A deux jours de la journée mondiale des océans, le 8 juin, Marseille ouvre avec éclat une semaine consacrée, dans le monde entier, à la mer depuis le Sommet de Rio en 1992.

Marseille a en effet l’immense honneur d’avoir été choisie par l’Agence des Aires Marines Protégées, établissement public français mandaté par le Ministère Français de l’Ecologie et du Développement Durable, pour co-organiser avec elle IMPAC 3, le 3ème Congrès Mondial des Aires Marines Protégées, du 21 au 25 octobre 2013. Tout ce que la planète compte de spécialistes de l’océan et de la préservation de la biodiversité marine (scientifiques, socio-professionnels et décideurs) sera alors réuni à Marseille afin d’évoquer l’avenir de la mer sur notre planète.

Ce partenariat est officialisé par la signature, ce 6 juin, d’une convention entre Jean-Claude GAUDIN, Sénateur, Maire de Marseille et Jérôme BIGNON, Député de la Somme, Président des Aires Marines Protégées et Président du Conservatoire du Littoral.

Le choix, au niveau international, de Marseille comme ville d’accueil du 3ème Congrès Mondial des Aires Marines Protégées est un signal fort. Et la reconnaissance de l’implication de la Ville, depuis plus de 10 ans, en faveur de la protection du milieu marin, de ses ressources et de ses paysages, par la mise en place d’outils de gestion qui permettent de concilier le développement économique et la biodiversité.

Marseille s’est en effet engagée depuis les années 2000 dans une politique locale exemplaire en matière de gestion, de préservation et de valorisation de son littoral et du milieu marin.

Notre politique littorale, maritime et nautique est basée sur une gouvernance moderne et sur une concertation permanente avec l’ensemble des usagers de la mer.

Elle se traduit notamment par la mise en œuvre de la plus importante opération de récifs artificiels d’Europe et de Méditerranée en baie du Prado (30 000 m3 de récifs sur 200 hectares), la création et la gestion du Parc Maritime des Îles du Frioul (également site Natura 2000) et le projet de création du Parc National des Calanques, premier parc national péri-urbain à la fois terrestre et marin d’Europe.

Aujourd’hui, dans ce domaine aussi, Marseille accélère.

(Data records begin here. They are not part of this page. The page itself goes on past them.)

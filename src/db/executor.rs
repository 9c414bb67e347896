//! Query execution engine.
//!
//! This module runs already-validated SQL against a pool with:
//! - Row limits (enforced via streaming - only fetches needed rows)
//! - Query timeouts covering the connection lease as well as the fetch
//! - `USE` affinity: a per-call default database is applied on one leased
//!   connection, which is then discarded instead of returned to the pool
//!
//! SQL is sent over the text protocol, which accepts every statement the
//! gate lets through (prepared statements reject some `SHOW` forms and `USE`).

use crate::db::types::{column_names, row_values};
use crate::error::{DbError, DbResult};
use crate::models::{QueryResult, effective_row_limit};
use crate::validation::quote;
use futures_util::{StreamExt, TryStreamExt};
use sqlx::mysql::MySqlRow;
use sqlx::{Executor, MySqlPool};
use std::time::{Duration, Instant};
use tokio::time::timeout;
use tracing::debug;

/// Query executor that handles database query execution.
#[derive(Debug, Clone, Copy)]
pub struct QueryExecutor {
    query_timeout: Duration,
    default_max_rows: u32,
}

impl QueryExecutor {
    /// Create a new query executor. A zero `default_max_rows` means the crate default.
    pub fn new(query_timeout: Duration, default_max_rows: u32) -> Self {
        Self {
            query_timeout,
            default_max_rows,
        }
    }

    pub fn query_timeout(&self) -> Duration {
        self.query_timeout
    }

    /// Effective row limit for a request.
    pub fn row_limit(&self, requested: Option<u32>) -> u32 {
        effective_row_limit(requested, self.default_max_rows)
    }

    /// Run one statement and return at most the effective row limit.
    ///
    /// With `database`, the statement runs after `USE <database>` on the same
    /// leased connection.
    pub async fn run_query(
        &self,
        pool: &MySqlPool,
        sql: &str,
        database: Option<&str>,
        max_rows: Option<u32>,
    ) -> DbResult<QueryResult> {
        let start = Instant::now();
        let row_limit = self.row_limit(max_rows);
        let use_stmt = use_statement(database)?;
        let fetch_limit = row_limit as usize + 1;

        debug!(
            limit = row_limit,
            database = ?database,
            timeout_secs = self.query_timeout.as_secs(),
            "Executing query"
        );

        let work = async {
            let mut conn = pool.acquire().await?;
            if let Some(use_stmt) = &use_stmt {
                // The changed default schema must not leak back into the pool
                conn.close_on_drop();
                (&mut *conn).execute(use_stmt.as_str()).await?;
            }
            let rows: Vec<MySqlRow> = (&mut *conn)
                .fetch(sql)
                .take(fetch_limit)
                .try_collect()
                .await?;
            Ok::<_, sqlx::Error>(rows)
        };

        let rows = match timeout(self.query_timeout, work).await {
            Ok(result) => result?,
            Err(_) => return Err(timeout_error("query execution", self.query_timeout)),
        };

        Ok(process_rows(rows, row_limit, start))
    }

    /// Fetch every row of a fixed introspection statement, bounded by the query timeout.
    pub async fn fetch_all(&self, pool: &MySqlPool, sql: &str) -> DbResult<Vec<MySqlRow>> {
        debug!(sql = %sql, "Executing introspection query");
        match timeout(self.query_timeout, pool.fetch_all(sql)).await {
            Ok(result) => Ok(result?),
            Err(_) => Err(timeout_error("introspection query", self.query_timeout)),
        }
    }
}

/// `USE` statement for an optional database, quoted.
fn use_statement(database: Option<&str>) -> DbResult<Option<String>> {
    database
        .map(|db| quote(db).map(|quoted| format!("USE {}", quoted)))
        .transpose()
}

/// Turn fetched rows into a QueryResult. `rows` may hold one row past the limit.
fn process_rows(rows: Vec<MySqlRow>, row_limit: u32, start: Instant) -> QueryResult {
    let execution_time_ms = start.elapsed().as_millis() as u64;
    let truncated = rows.len() > row_limit as usize;

    let columns = rows.first().map(column_names).unwrap_or_default();
    let rows = rows
        .iter()
        .take(row_limit as usize)
        .map(row_values)
        .collect();

    if truncated {
        debug!(limit = row_limit, "Query result truncated");
    }

    QueryResult {
        columns,
        rows,
        truncated,
        execution_time_ms,
    }
}

fn timeout_error(operation: &str, timeout: Duration) -> DbError {
    DbError::timeout(operation, timeout.as_secs() as u32)
}

#[cfg(test)]
mod tests {
    use super::*;
    use crate::db::registry::build_pool;
    use crate::models::{ConnectionConfig, DEFAULT_ROW_LIMIT, MAX_ROW_LIMIT};

    #[test]
    fn test_use_statement() {
        assert_eq!(use_statement(None).unwrap(), None);
        assert_eq!(
            use_statement(Some("shop")).unwrap().as_deref(),
            Some("USE `shop`")
        );
        assert!(matches!(
            use_statement(Some("shop; DROP")),
            Err(DbError::InvalidIdentifier { .. })
        ));
    }

    #[test]
    fn test_row_limit() {
        let executor = QueryExecutor::new(Duration::from_secs(30), 0);
        assert_eq!(executor.row_limit(None), DEFAULT_ROW_LIMIT);
        assert_eq!(executor.row_limit(Some(5)), 5);
        assert_eq!(executor.row_limit(Some(0)), 1);
        assert_eq!(executor.row_limit(Some(50_000)), MAX_ROW_LIMIT);

        let executor = QueryExecutor::new(Duration::from_secs(30), 25);
        assert_eq!(executor.row_limit(None), 25);
    }

    #[test]
    fn test_process_rows_empty() {
        let result = process_rows(Vec::new(), 10, Instant::now());
        assert!(result.columns.is_empty());
        assert!(result.rows.is_empty());
        assert!(!result.truncated);
    }

    #[tokio::test]
    async fn test_bad_database_name_rejected_before_io() {
        let config = ConnectionConfig::new("t", "u:p@tcp(127.0.0.1:1)/db");
        let pool = build_pool(&config).unwrap();
        let executor = QueryExecutor::new(Duration::from_secs(1), 0);

        let err = executor
            .run_query(&pool, "SELECT 1", Some("a b"), None)
            .await
            .unwrap_err();
        assert!(matches!(err, DbError::InvalidIdentifier { .. }));
        pool.close().await;
    }

    #[tokio::test]
    async fn test_unreachable_server_is_bounded() {
        let mut config = ConnectionConfig::new("t", "u:p@tcp(127.0.0.1:1)/db");
        config.pool.ping_timeout_secs = 1;
        let pool = build_pool(&config).unwrap();
        let executor = QueryExecutor::new(Duration::from_secs(1), 0);

        let err = executor
            .run_query(&pool, "SELECT 1", None, None)
            .await
            .unwrap_err();
        assert!(err.is_retryable(), "unexpected error: {err:?}");
        pool.close().await;
    }
}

J’ai donc proposé au Conseil Municipal de décembre 2010 un développement ambitieux de notre stratégie littorale, maritime et nautique pour les années 2010/ 2020, dont le contenu a fait l’objet de débats passionnés, et enthousiastes, et qui a été adopté à la quasi-unanimité.

J’ai également impulsé depuis 2008, en tant que Conseiller Municipal délégué à la Mer, une dynamique qui permet désormais à Marseille de participer activement à de nombreux réseaux nationaux, méditerranéens et européens :
– afin de travailler à l’élaboration de stratégies globales, pouvant être répliquées sur d’autres territoires,
– mais aussi afin de faire partager son expérience, ses bonnes pratiques et ses connaissances, et de s’enrichir de celles des autres pays et gestionnaires, confrontés aux mêmes problématiques, et aux mêmes enjeux, aux mêmes pratiques ancestrales, aux mêmes réactions identitaires des usagers, et à la même nécessité de l’appropriation au niveau local des règles et des projets.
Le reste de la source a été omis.